Still, the new pledge will offer the latest glimpse at the profound changes that Biden wants to set in motion, from decarbonizing the country’s energy sector to phasing out gas-powered vehicles. Administration officials have made clear that they see the effort not only as a climate pursuit but as a massive investment in a new generation of jobs nationwide.
“We’re going to do it in a way that’s very deliberate,” White House domestic climate adviser Gina McCarthy told reporters Monday in a call organized by the World Resources Institute. The administration wants to transition to a cleaner economy with well-paying occupations in communities that have been hardest hit by unemployment and underinvestment, she said. “It’s intended to meet the moment we are in.”
The forthcoming pledge also is meant to serve as a marker for the kind of scope — and urgency — that the Biden administration wants other countries to embrace ahead of a critical United Nations climate gathering this fall in Scotland.
Some nations, including those that are part of the European Union, have locked in more aggressive emissions-cutting targets. The United Kingdom on Tuesday announced a commitment to reducing its emissions by 78 percent by 2035, compared to 1990 levels — a goal that the government said would take the nation more than three-quarters of the way toward reaching net zero by 2050.
But other major emitters, including China, India and Russia, have yet to spell out how they intend to help put the world on a more sustainable trajectory.
China, the largest greenhouse gas polluter, has said it plans to effectively erase its carbon footprint by 2060, though the details remain unclear. Still, despite myriad diplomatic tensions between the two countries, the United States and China vowed Saturday to jointly combat climate change “with the seriousness and urgency that it demands.”
The world remains nowhere near meeting the central Paris aim of limiting Earth’s warming to “well below” 2 degrees Celsius (3.6 Fahrenheit) compared with preindustrial levels. Failure to hit those targets, scientists have warned, will result in a cascade of costly and devastating effects.
“We are on the verge of the abyss,” U.N. Secretary-General António Guterres said Monday, as a new World Meteorological Organization report detailed the intensification of extreme weather events and underscored that 2020 was one of the hottest years recorded.
“This must be the year for action — the make-it-or-break-it year,” Guterres said.
The International Energy Agency this week projected that global carbon dioxide emissions are set to rise by 1.5 billion tons in 2021 — the second-largest increase in history — as the world comes out of the pandemic-induced downturn.

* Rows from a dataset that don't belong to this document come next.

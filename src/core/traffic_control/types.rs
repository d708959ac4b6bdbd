//! Traffic control decision and key types

use serde::{Serialize, Serializer};
use std::fmt;
use std::time::Duration;

/// Outcome of a traffic-control check
#[derive(Debug, Clone, Copy, PartialEq, Eq)]
pub enum Decision {
    /// Request may proceed
    Allowed,
    /// Request may proceed as the half-open probe of its scope
    ///
    /// Pass the decision back with the outcome so the breaker can tell the probe apart
    /// from calls admitted before the circuit opened.
    Probe {
        /// Breaker-issued probe id
        id: u64,
    },
    /// Token bucket for the scope is empty
    RateLimited {
        /// Time until a token is available
        retry_after: Duration,
    },
    /// Circuit breaker for the scope is open (or its probe slot is taken)
    CircuitOpen {
        /// Time until a probe may be attempted
        retry_after: Duration,
    },
    /// Global anti-loop guard is in degraded mode
    Degraded {
        /// Time until degraded mode ends
        retry_after: Duration,
    },
}

impl Decision {
    /// Whether the request may proceed
    pub fn is_allowed(&self) -> bool {
        matches!(self, Decision::Allowed | Decision::Probe { .. })
    }

    /// Suggested wait before retrying, `None` when allowed
    pub fn retry_after(&self) -> Option<Duration> {
        match self {
            Decision::Allowed | Decision::Probe { .. } => None,
            Decision::RateLimited { retry_after }
            | Decision::CircuitOpen { retry_after }
            | Decision::Degraded { retry_after } => Some(*retry_after),
        }
    }

    /// Value for a `Retry-After` header: whole seconds, rounded up, at least 1
    pub fn retry_after_secs(&self) -> Option<u64> {
        self.retry_after().map(retry_after_header_secs)
    }

    /// Stable identifier of the gate that produced the decision
    pub fn as_str(&self) -> &'static str {
        match self {
            Decision::Allowed => "allowed",
            Decision::Probe { .. } => "probe",
            Decision::RateLimited { .. } => "rate_limited",
            Decision::CircuitOpen { .. } => "circuit_open",
            Decision::Degraded { .. } => "degraded",
        }
    }
}

impl fmt::Display for Decision {
    fn fmt(&self, f: &mut fmt::Formatter<'_>) -> fmt::Result {
        match self.retry_after() {
            Some(retry_after) => write!(
                f,
                "{} (retry after {:.3}s)",
                self.as_str(),
                retry_after.as_secs_f64()
            ),
            None => f.write_str(self.as_str()),
        }
    }
}

impl Serialize for Decision {
    fn serialize<S: Serializer>(&self, serializer: S) -> Result<S::Ok, S::Error> {
        use serde::ser::SerializeStruct;

        let mut state = serializer.serialize_struct("Decision", 2)?;
        state.serialize_field("decision", self.as_str())?;
        state.serialize_field(
            "retry_after_ms",
            &self.retry_after().map(|d| d.as_millis() as u64),
        )?;
        state.end()
    }
}

/// Round a wait up to whole seconds for the `Retry-After` header
pub fn retry_after_header_secs(retry_after: Duration) -> u64 {
    let secs = retry_after.as_secs();
    let rounded = if retry_after.subsec_nanos() > 0 {
        secs.saturating_add(1)
    } else {
        secs
    };
    rounded.max(1)
}

/// Which side of the service a decision applies to
#[derive(Debug, Clone, Copy, PartialEq, Eq, Serialize)]
#[serde(rename_all = "snake_case")]
pub enum Direction {
    /// Calls to external providers
    Outbound,
    /// Requests from the UI
    Inbound,
}

/// Scope for an outbound call: `{provider}:{verb}`, lower-cased
pub fn outbound_scope(provider: &str, verb: &str) -> String {
    format!(
        "{}:{}",
        provider.to_ascii_lowercase(),
        verb.to_ascii_lowercase()
    )
}

/// The identifier an inbound request was keyed by
#[derive(Debug, Clone, PartialEq, Eq, Hash)]
pub enum InboundIdentity {
    /// Authenticated actor id
    Actor(String),
    /// Session id
    Session(String),
    /// Client IP address
    Ip(String),
    /// Nothing identified the caller
    Anonymous,
}

impl InboundIdentity {
    /// Identifier kind, safe to log
    pub fn kind(&self) -> &'static str {
        match self {
            InboundIdentity::Actor(_) => "actor",
            InboundIdentity::Session(_) => "session",
            InboundIdentity::Ip(_) => "ip",
            InboundIdentity::Anonymous => "anonymous",
        }
    }

    fn value(&self) -> &str {
        match self {
            InboundIdentity::Actor(v) | InboundIdentity::Session(v) | InboundIdentity::Ip(v) => v,
            InboundIdentity::Anonymous => "",
        }
    }
}

/// Key of an inbound token bucket: endpoint group plus the first available identifier
#[derive(Debug, Clone, PartialEq, Eq, Hash)]
pub struct InboundKey {
    /// Endpoint group
    pub group: String,
    /// Caller identity
    pub identity: InboundIdentity,
}

impl InboundKey {
    /// Resolve the key with actor → session → IP precedence; blank values are ignored
    pub fn resolve(
        group: &str,
        actor_id: Option<&str>,
        session_id: Option<&str>,
        client_ip: Option<&str>,
    ) -> Self {
        let present = |value: Option<&str>| {
            value
                .map(str::trim)
                .filter(|v| !v.is_empty())
                .map(str::to_string)
        };

        let identity = if let Some(actor) = present(actor_id) {
            InboundIdentity::Actor(actor)
        } else if let Some(session) = present(session_id) {
            InboundIdentity::Session(session)
        } else if let Some(ip) = present(client_ip) {
            InboundIdentity::Ip(ip)
        } else {
            InboundIdentity::Anonymous
        };

        Self {
            group: group.to_string(),
            identity,
        }
    }

    /// Bucket key inside the shared rate limiter
    ///
    /// Prefixed so inbound buckets can never collide with outbound scopes.
    pub fn bucket_key(&self) -> String {
        format!(
            "{}{}:{}:{}",
            INBOUND_BUCKET_PREFIX,
            self.group,
            self.identity.kind(),
            self.identity.value()
        )
    }

    /// Metrics scope for the endpoint group (identities are never exposed)
    pub fn group_scope(&self) -> String {
        inbound_group_scope(&self.group)
    }
}

/// Prefix shared by every inbound bucket key
pub const INBOUND_BUCKET_PREFIX: &str = "inbound:";

/// Metrics scope for an inbound endpoint group
pub fn inbound_group_scope(group: &str) -> String {
    format!("{}{}", INBOUND_BUCKET_PREFIX, group)
}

Coal demand in the electricity sector will drive the emissions rise, according to the agency.
“This is a dire warning that the economic recovery from the COVID-19 crisis is currently anything but sustainable for our climate,” said IEA Executive Director Fatih Birol in a statement.
n the United States, the power sector represents one of the best opportunities to cut greenhouse gas emissions. On Friday, a collection of 13 utilities, including Exelon, National Grid and PSGE, urged Biden to pursue a range of policies “to enable deep decarbonization of the power sector, including a clean electricity standard that ensures the power sector, as a whole, reduces its carbon emissions by 80 percent below 2005 levels by 2030.”
It remains unclear whether Congress will adopt Biden’s new infrastructure plan, which includes generous federal support for climate priorities like electric vehicles, renewable projects and energy efficiency upgrades.